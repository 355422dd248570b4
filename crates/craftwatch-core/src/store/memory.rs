//! In-process store, used for tests and local experiments.

use std::collections::HashSet;
use std::sync::{Arc, Mutex, MutexGuard, PoisonError};

use chrono::Utc;
use uuid::Uuid;

use super::{ProfileStore, ServerStore};
use crate::error::{Error, Result};
use crate::models::{NewServer, Profile, ServerId, ServerPatch, ServerRecord};

#[derive(Debug, Default)]
struct MemoryState {
    servers: Vec<ServerRecord>,
    profiles: Vec<Profile>,
    updates: Vec<(ServerId, ServerPatch)>,
    failing_updates: HashSet<ServerId>,
    fail_listing: bool,
}

/// Store backed by a shared `Vec`. Clones observe the same data.
///
/// Every `update` call is recorded, including ones configured to fail, so
/// callers can assert on what was written.
#[derive(Debug, Clone, Default)]
pub struct InMemoryServerStore {
    state: Arc<Mutex<MemoryState>>,
}

impl InMemoryServerStore {
    #[must_use]
    pub fn new() -> Self {
        Self::default()
    }

    #[must_use]
    pub fn with_servers(servers: Vec<ServerRecord>) -> Self {
        let store = Self::new();
        store.lock().servers = servers;
        store
    }

    #[must_use]
    pub fn with_profiles(self, profiles: Vec<Profile>) -> Self {
        self.lock().profiles = profiles;
        self
    }

    /// Make every later `update` for `id` fail.
    pub fn fail_updates_for(&self, id: &ServerId) {
        self.lock().failing_updates.insert(id.clone());
    }

    /// Make `list` fail until switched back.
    pub fn set_fail_listing(&self, fail: bool) {
        self.lock().fail_listing = fail;
    }

    pub fn servers(&self) -> Vec<ServerRecord> {
        self.lock().servers.clone()
    }

    pub fn profiles(&self) -> Vec<Profile> {
        self.lock().profiles.clone()
    }

    /// Update calls received so far, in order.
    pub fn updates(&self) -> Vec<(ServerId, ServerPatch)> {
        self.lock().updates.clone()
    }

    fn lock(&self) -> MutexGuard<'_, MemoryState> {
        self.state.lock().unwrap_or_else(PoisonError::into_inner)
    }
}

impl ServerStore for InMemoryServerStore {
    async fn list(&self, owner_id: &str) -> Result<Vec<ServerRecord>> {
        let state = self.lock();
        if state.fail_listing {
            return Err(Error::Api("simulated list failure".to_string()));
        }
        let mut servers: Vec<ServerRecord> = state
            .servers
            .iter()
            .filter(|server| server.owner_id.as_deref() == Some(owner_id))
            .cloned()
            .collect();
        servers.sort_by_key(|server| server.created_at);
        Ok(servers)
    }

    async fn insert(&self, server: NewServer) -> Result<ServerRecord> {
        let now = Utc::now();
        let record = ServerRecord {
            id: ServerId::new(Uuid::now_v7().to_string()),
            name: server.name,
            ip: server.ip,
            port: server.port,
            url: server.url,
            status: server.status,
            players: server.players,
            owner_id: server.owner_id,
            created_at: now,
            updated_at: now,
        };
        self.lock().servers.push(record.clone());
        Ok(record)
    }

    async fn update(&self, id: &ServerId, patch: ServerPatch) -> Result<()> {
        let mut state = self.lock();
        state.updates.push((id.clone(), patch.clone()));
        if state.failing_updates.contains(id) {
            return Err(Error::Api(format!("simulated update failure for {id}")));
        }
        let record = state
            .servers
            .iter_mut()
            .find(|server| &server.id == id)
            .ok_or_else(|| Error::NotFound(id.to_string()))?;
        patch.apply_to(record);
        Ok(())
    }

    async fn delete(&self, id: &ServerId) -> Result<()> {
        let mut state = self.lock();
        let before = state.servers.len();
        state.servers.retain(|server| &server.id != id);
        if state.servers.len() == before {
            return Err(Error::NotFound(id.to_string()));
        }
        Ok(())
    }
}

impl ProfileStore for InMemoryServerStore {
    async fn list_profiles(&self) -> Result<Vec<Profile>> {
        let mut profiles = self.profiles();
        profiles.sort_by(|a, b| b.created_at.cmp(&a.created_at));
        Ok(profiles)
    }

    async fn get_profile(&self, id: &str) -> Result<Option<Profile>> {
        Ok(self.lock().profiles.iter().find(|p| p.id == id).cloned())
    }

    async fn delete_profile(&self, id: &str) -> Result<()> {
        let mut state = self.lock();
        let before = state.profiles.len();
        state.profiles.retain(|profile| profile.id != id);
        if state.profiles.len() == before {
            return Err(Error::NotFound(id.to_string()));
        }
        Ok(())
    }

    async fn set_admin(&self, id: &str, is_admin: bool) -> Result<()> {
        let mut state = self.lock();
        let profile = state
            .profiles
            .iter_mut()
            .find(|profile| profile.id == id)
            .ok_or_else(|| Error::NotFound(id.to_string()))?;
        profile.is_admin = is_admin;
        profile.updated_at = Some(Utc::now());
        Ok(())
    }
}

#[cfg(test)]
mod tests {
    use super::*;
    use crate::models::ServerStatus;

    fn owned(name: &str, owner: &str) -> NewServer {
        NewServer {
            owner_id: Some(owner.to_string()),
            url: Some(format!("{name}.example.net")),
            ..NewServer::new(name)
        }
    }

    #[tokio::test]
    async fn list_is_scoped_to_owner() {
        let store = InMemoryServerStore::new();
        store.insert(owned("mine", "alex")).await.unwrap();
        store.insert(owned("theirs", "sam")).await.unwrap();

        let servers = store.list("alex").await.unwrap();
        assert_eq!(servers.len(), 1);
        assert_eq!(servers[0].name, "mine");
    }

    #[tokio::test]
    async fn update_applies_patch_and_is_recorded() {
        let store = InMemoryServerStore::new();
        let record = store.insert(owned("smp", "alex")).await.unwrap();

        let patch = ServerPatch {
            status: Some(ServerStatus::Issue),
            ..ServerPatch::default()
        };
        store.update(&record.id, patch.clone()).await.unwrap();

        assert_eq!(store.servers()[0].status, ServerStatus::Issue);
        assert_eq!(store.updates(), vec![(record.id, patch)]);
    }

    #[tokio::test]
    async fn failing_update_is_still_recorded() {
        let store = InMemoryServerStore::new();
        let record = store.insert(owned("smp", "alex")).await.unwrap();
        store.fail_updates_for(&record.id);

        let result = store.update(&record.id, ServerPatch::default()).await;
        assert!(matches!(result, Err(Error::Api(_))));
        assert_eq!(store.updates().len(), 1);
    }

    #[tokio::test]
    async fn delete_missing_server_is_not_found() {
        let store = InMemoryServerStore::new();
        let result = store.delete(&ServerId::new("nope")).await;
        assert!(matches!(result, Err(Error::NotFound(_))));
    }
}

* * *

THE PROBLEM
Type out all of the material again, word for word.

OUTPUT BELOW
repository 355422dd248570b4
filename crates/craftwatch-core/src/store/memory.rs
//! In-process store, used for tests and local experiments.

use std::collections::HashSet;
use std::sync::{Arc, Mutex, MutexGuard, PoisonError};

use chrono::Utc;
use uuid::Uuid;

use super::{ProfileStore, ServerStore};
use crate::error::{Error, Result};
use crate::models::{NewServer, Profile, ServerId, ServerPatch, ServerRecord};

#[derive(Debug, Default)]
struct MemoryState {
    servers: Vec<ServerRecord>,
    profiles: Vec<Profile>,
    updates: Vec<(ServerId, ServerPatch)>,
    failing_updates: HashSet<ServerId>,
    fail_listing: bool,
}

/// Store backed by a shared `Vec`. Clones observe the same data.
///
/// Every `update` call is recorded, including ones configured to fail, so
/// callers can assert on what was written.
#[derive(Debug, Clone, Default)]
pub struct InMemoryServerStore {
    state: Arc<Mutex<MemoryState>>,
}

impl InMemoryServerStore {
    #[must_use]
    pub fn new() -> Self {
        Self::default()
    }

    #[must_use]
    pub fn with_servers(servers: Vec<ServerRecord>) -> Self {
        let store = Self::new();
        store.lock().servers = servers;
        store
    }

    #[must_use]
    pub fn with_profiles(self, profiles: Vec<Profile>) -> Self {
        self.lock().profiles = profiles;
        self
    }

    /// Make every later `update` for `id` fail.
    pub fn fail_updates_for(&self, id: &ServerId) {
        self.lock().failing_updates.insert(id.clone());
    }

    /// Make `list` fail until switched back.
    pub fn set_fail_listing(&self, fail: bool) {
        self.lock().fail_listing = fail;
    }

    pub fn servers(&self) -> Vec<ServerRecord> {
        self.lock().servers.clone()
    }

    pub fn profiles(&self) -> Vec<Profile> {
        self.lock().profiles.clone()
    }

    /// Update calls received so far, in order.
    pub fn updates(&self) -> Vec<(ServerId, ServerPatch)> {
        self.lock().updates.clone()
    }

    fn lock(&self) -> MutexGuard<'_, MemoryState> {
        self.state.lock().unwrap_or_else(PoisonError::into_inner)
    }
}

impl ServerStore for InMemoryServerStore {
    async fn list(&self, owner_id: &str) -> Result<Vec<ServerRecord>> {
        let state = self.lock();
        if state.fail_listing {
            return Err(Error::Api("simulated list failure".to_string()));
        }
        let mut servers: Vec<ServerRecord> = state
            .servers
            .iter()
            .filter(|server| server.owner_id.as_deref() == Some(owner_id))
            .cloned()
            .collect();
        servers.sort_by_key(|server| server.created_at);
        Ok(servers)
    }

    async fn insert(&self, server: NewServer) -> Result<ServerRecord> {
        let now = Utc::now();
        let record = ServerRecord {
            id: ServerId::new(Uuid::now_v7().to_string()),
            name: server.name,
            ip: server.ip,
            port: server.port,
            url: server.url,
            status: server.status,
            players: server.players,
            owner_id: server.owner_id,
            created_at: now,
            updated_at: now,
        };
        self.lock().servers.push(record.clone());
        Ok(record)
    }

    async fn update(&self, id: &ServerId, patch: ServerPatch) -> Result<()> {
        let mut state = self.lock();
        state.updates.push((id.clone(), patch.clone()));
        if state.failing_updates.contains(id) {
            return Err(Error::Api(format!("simulated update failure for {id}")));
        }
        let record = state
            .servers
            .iter_mut()
            .find(|server| &server.id == id)
            .ok_or_else(|| Error::NotFound(id.to_string()))?;
        patch.apply_to(record);
        Ok(())
    }

    async fn delete(&self, id: &ServerId) -> Result<()> {
        let mut state = self.lock();
        let before = state.servers.len();
        state.servers.retain(|server| &server.id != id);
        if state.servers.len() == before {
            return Err(Error::NotFound(id.to_string()));
        }
        Ok(())
    }
}

impl ProfileStore for InMemoryServerStore {
    async fn list_profiles(&self) -> Result<Vec<Profile>> {
        let mut profiles = self.profiles();
        profiles.sort_by(|a, b| b.created_at.cmp(&a.created_at));
        Ok(profiles)
    }

    async fn get_profile(&self, id: &str) -> Result<Option<Profile>> {
        Ok(self.lock().profiles.iter().find(|p| p.id == id).cloned())
    }

    async fn delete_profile(&self, id: &str) -> Result<()> {
        let mut state = self.lock();
        let before = state.profiles.len();
        state.profiles.retain(|profile| profile.id != id);
        if state.profiles.len() == before {
            return Err(Error::NotFound(id.to_string()));
        }
        Ok(())
    }

    async fn set_admin(&self, id: &str, is_admin: bool) -> Result<()> {
        let mut state = self.lock();
        let profile = state
            .profiles
            .iter_mut()
            .find(|profile| profile.id == id)
            .ok_or_else(|| Error::NotFound(id.to_string()))?;
        profile.is_admin = is_admin;
        profile.updated_at = Some(Utc::now());
        Ok(())
    }
}

#[cfg(test)]
mod tests {
    use super::*;
    use crate::models::ServerStatus;

    fn owned(name: &str, owner: &str) -> NewServer {
        NewServer {
            owner_id: Some(owner.to_string()),
            url: Some(format!("{name}.example.net")),
            ..NewServer::new(name)
        }
    }

    #[tokio::test]
    async fn list_is_scoped_to_owner() {
        let store = InMemoryServerStore::new();
        store.insert(owned("mine", "alex")).await.unwrap();
        store.insert(owned("theirs", "sam")).await.unwrap();

        let servers = store.list("alex").await.unwrap();
        assert_eq!(servers.len(), 1);
        assert_eq!(servers[0].name, "mine");
    }

    #[tokio::test]
    async fn update_applies_patch_and_is_recorded() {
        let store = InMemoryServerStore::new();
        let record = store.insert(owned("smp", "alex")).await.unwrap();

        let patch = ServerPatch {
            status: Some(ServerStatus::Issue),
            ..ServerPatch::default()
        };
        store.update(&record.id, patch.clone()).await.unwrap();

        assert_eq!(store.servers()[0].status, ServerStatus::Issue);
        assert_eq!(store.updates(), vec![(record.id, patch)]);
    }

    #[tokio::test]
    async fn failing_update_is_still_recorded() {
        let store = InMemoryServerStore::new();
        let record = store.insert(owned("smp", "alex")).await.unwrap();
        store.fail_updates_for(&record.id);

        let result = store.update(&record.id, ServerPatch::default()).await;
        assert!(matches!(result, Err(Error::Api(_))));
        assert_eq!(store.updates().len(), 1);
    }

    #[tokio::test]
    async fn delete_missing_server_is_not_found() {
        let store = InMemoryServerStore::new();
        let result = store.delete(&ServerId::new("nope")).await;
        assert!(matches!(result, Err(Error::NotFound(_))));
    }
}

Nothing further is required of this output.